The following statement is from Blackdar's book: If $J$ is a closed ideal of a $C^*$ algebra $A$,$\rho$ is a non-degenerate representation of $J$ on an $H$,and $(h_{\lambda})$ is an approximate unit for $J$,then for any $a$ in $A$,the net $(\rho(ah_{\lambda}))$ converges strongly in $L(H)$ to an operator $\rho_A(a)$,defing a representation of $A$ extending $\rho$ and we have $\rho_A(A)^{"}=\rho(J)^{"}$.
My question is: how to define the representation of $A$ such that it extends $\rho$ and why is $\rho_A(A)^{"}=\rho(J)^{"}$?
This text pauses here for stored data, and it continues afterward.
//! Test helpers for mist-ap integration tests
//!
//! - A fixture HTTP server standing in for the catalog site and its media
//!   host (range-aware MP3 responses, redirects, scraped HTML pages)
//! - Fake player executables written as shell scripts

#![allow(dead_code)]

use axum::{
    extract::{Path, Query},
    http::{header, HeaderMap, StatusCode},
    response::{Html, IntoResponse, Redirect, Response},
    routing::get,
    Router,
};
use serde::Deserialize;
use std::net::SocketAddr;
use std::path::{Path as FsPath, PathBuf};
use tokio::task::JoinHandle;

/// Size of the fixture clip: 10.0 s at 128 kbps
pub const CLIP_TOTAL: usize = 160_000;

/// Constant-bitrate MP3 stand-in: one MPEG-1 Layer III 128 kbps header, then zeros
pub fn clip_bytes() -> Vec<u8> {
    let mut bytes = vec![0u8; CLIP_TOTAL];
    bytes[..4].copy_from_slice(&[0xFF, 0xFB, 0x90, 0x64]);
    bytes
}

/// End offset of a `bytes=0-N` range request
fn requested_end(headers: &HeaderMap) -> Option<usize> {
    headers
        .get(header::RANGE)?
        .to_str()
        .ok()?
        .strip_prefix("bytes=0-")?
        .parse()
        .ok()
}

async fn ranged_clip(headers: HeaderMap) -> Response {
    let body = clip_bytes();
    match requested_end(&headers) {
        Some(end) => {
            let end = end.min(body.len() - 1);
            (
                StatusCode::PARTIAL_CONTENT,
                [(
                    header::CONTENT_RANGE,
                    format!("bytes 0-{}/{}", end, body.len()),
                )],
                body[..=end].to_vec(),
            )
                .into_response()
        }
        None => body.into_response(),
    }
}

/// Ignores `Range` and sends the whole clip
async fn whole_clip() -> Response {
    clip_bytes().into_response()
}

/// Partial response whose total size is unknown
async fn unknown_total_clip() -> Response {
    let body = clip_bytes();
    (
        StatusCode::PARTIAL_CONTENT,
        [(header::CONTENT_RANGE, "bytes 0-4095/*".to_string())],
        body[..4096].to_vec(),
    )
        .into_response()
}

/// Partial response without `Content-Range`; only the body length is known
async fn partial_without_range_clip() -> Response {
    let body = clip_bytes();
    (StatusCode::PARTIAL_CONTENT, body[..4096].to_vec()).into_response()
}

#[derive(Debug, Deserialize)]
struct SearchQuery {
    name: Option<String>,
}

/// Results page in the catalog's markup
pub fn listing_html(entries: &[(&str, &str)]) -> String {
    let mut html = String::from("<html><body><div id=\"instants_container\">\n");
    for (i, (file, slug)) in entries.iter().enumerate() {
        html.push_str(&format!(
            "<div class=\"instant\"><button class=\"small-button\" \
             onclick=\"play('/media/sounds/{}', 'loader-{}', '{}')\"></button></div>\n",
            file, i, slug
        ));
    }
    html.push_str("</div></body></html>");
    html
}

fn airhorn_listing() -> String {
    listing_html(&[
        ("airhorn.mp3", "airhorn-1"),
        ("mlg-airhorn.mp3", "mlg-airhorn-2"),
    ])
}

async fn search_page(Query(query): Query<SearchQuery>) -> Response {
    let name = query.name.unwrap_or_default();
    if name.contains("error") {
        return StatusCode::INTERNAL_SERVER_ERROR.into_response();
    }
    if name.contains("airhorn") {
        return Html(airhorn_listing()).into_response();
    }
    Html(listing_html(&[])).into_response()
}

async fn category_page(Path(name): Path<String>) -> Response {
    if name == "memes" || name == "anime & manga" {
        Html(listing_html(&[("bruh.mp3", "bruh-77"), ("vine-boom.mp3", "vine-boom-392")]))
            .into_response()
    } else {
        Html(listing_html(&[])).into_response()
    }
}

async fn trending_page() -> Html<String> {
    Html(listing_html(&[("bruh.mp3", "bruh-77")]))
}

async fn best_page() -> Html<String> {
    Html(airhorn_listing())
}

async fn detail_page(Path(slug): Path<String>) -> Response {
    if slug != "airhorn-1" {
        return StatusCode::NOT_FOUND.into_response();
    }
    Html(
        "<html><head>\
         <meta property=\"og:title\" content=\"Airhorn\">\
         <meta property=\"og:description\" content=\"The classic.\">\
         <meta property=\"og:audio\" content=\"/media/sounds/airhorn.mp3\">\
         </head><body></body></html>"
            .to_string(),
    )
    .into_response()
}

/// Running fixture server, aborted on drop
pub struct Fixture {
    pub addr: SocketAddr,
    handle: JoinHandle<()>,
}

impl Fixture {
    pub fn base_url(&self) -> String {
        format!("http://{}", self.addr)
    }

    pub fn url(&self, path: &str) -> String {
        format!("{}{}", self.base_url(), path)
    }
}

impl Drop for Fixture {
    fn drop(&mut self) {
        self.handle.abort();
    }
}

/// Start the fixture server on an ephemeral port
pub async fn start_fixture() -> Fixture {
    let app = Router::new()
        .route("/media/sounds/:file", get(ranged_clip))
        .route("/plain/:file", get(whole_clip))
        .route("/unknown-total.mp3", get(unknown_total_clip))
        .route("/partial-no-range.mp3", get(partial_without_range_clip))
        .route(
            "/redirect.mp3",
            get(|| async { Redirect::temporary("/media/sounds/airhorn.mp3") }),
        )
        .route("/en/search/", get(search_page))
        .route("/en/categories/:name/", get(category_page))
        .route("/en/index/us/", get(trending_page))
        .route("/en/best_of_all_time/", get(best_page))
        .route("/en/instant/:slug/", get(detail_page));

    let listener = tokio::net::TcpListener::bind("127.0.0.1:0")
        .await
        .expect("bind fixture listener");
    let addr = listener.local_addr().expect("fixture address");
    let handle = tokio::spawn(async move {
        axum::serve(listener, app).await.ok();
    });

    Fixture { addr, handle }
}

/// Write an executable `#!/bin/sh` script named `name` into `dir`
#[cfg(unix)]
pub fn write_player_script(dir: &FsPath, name: &str, body: &str) -> PathBuf {
    use std::os::unix::fs::PermissionsExt;

    let path = dir.join(name);
    std::fs::write(&path, format!("#!/bin/sh\n{}\n", body)).expect("write script");
    std::fs::set_permissions(&path, std::fs::Permissions::from_mode(0o755))
        .expect("chmod script");
    path
}

/// Arguments for fake players: just the target
pub fn target_only_args(target: &str, _volume: f32) -> Vec<String> {
    vec![target.to_string()]
}

/// Lines a recording script appended to `log`, empty if it never ran
pub fn read_log(log: &FsPath) -> Vec<String> {
    std::fs::read_to_string(log)
        .map(|s| s.lines().map(str::to_string).collect())
        .unwrap_or_default()
}

/// Files currently in `dir`
pub fn dir_entries(dir: &FsPath) -> Vec<PathBuf> {
    std::fs::read_dir(dir)
        .map(|rd| rd.filter_map(|e| e.ok()).map(|e| e.path()).collect())
        .unwrap_or_default()
}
This is standard. Because $\rho$ is non-degenerate, you have that $\rho(J)H$ is dense. Define $\rho_A$ by $$ \rho_A(a)\rho(j)h=\rho(aj)h. $$ This is obviously a $*$-homomorphism. What is not immediately obvious is that it is well-defined. But if $\rho(j)h=0$, then \begin{align} \|\rho(aj)h\|^2&=\langle \rho(aj)^*\rho(aj)h,h\rangle=\langle\rho(j^*a^*aj)h,h\rangle\\[0.2cm] &\leq \|a\|^2\,\langle\rho(j^*j)h,h\rangle=\|a\|^2\|\rho(j)h\|^2=0. \end{align} The above estimate also shows that $\|\rho_A(a)\|\leq\|a\|$, so $\rho_A(a)$ is bounded and thus extends to all of $H$.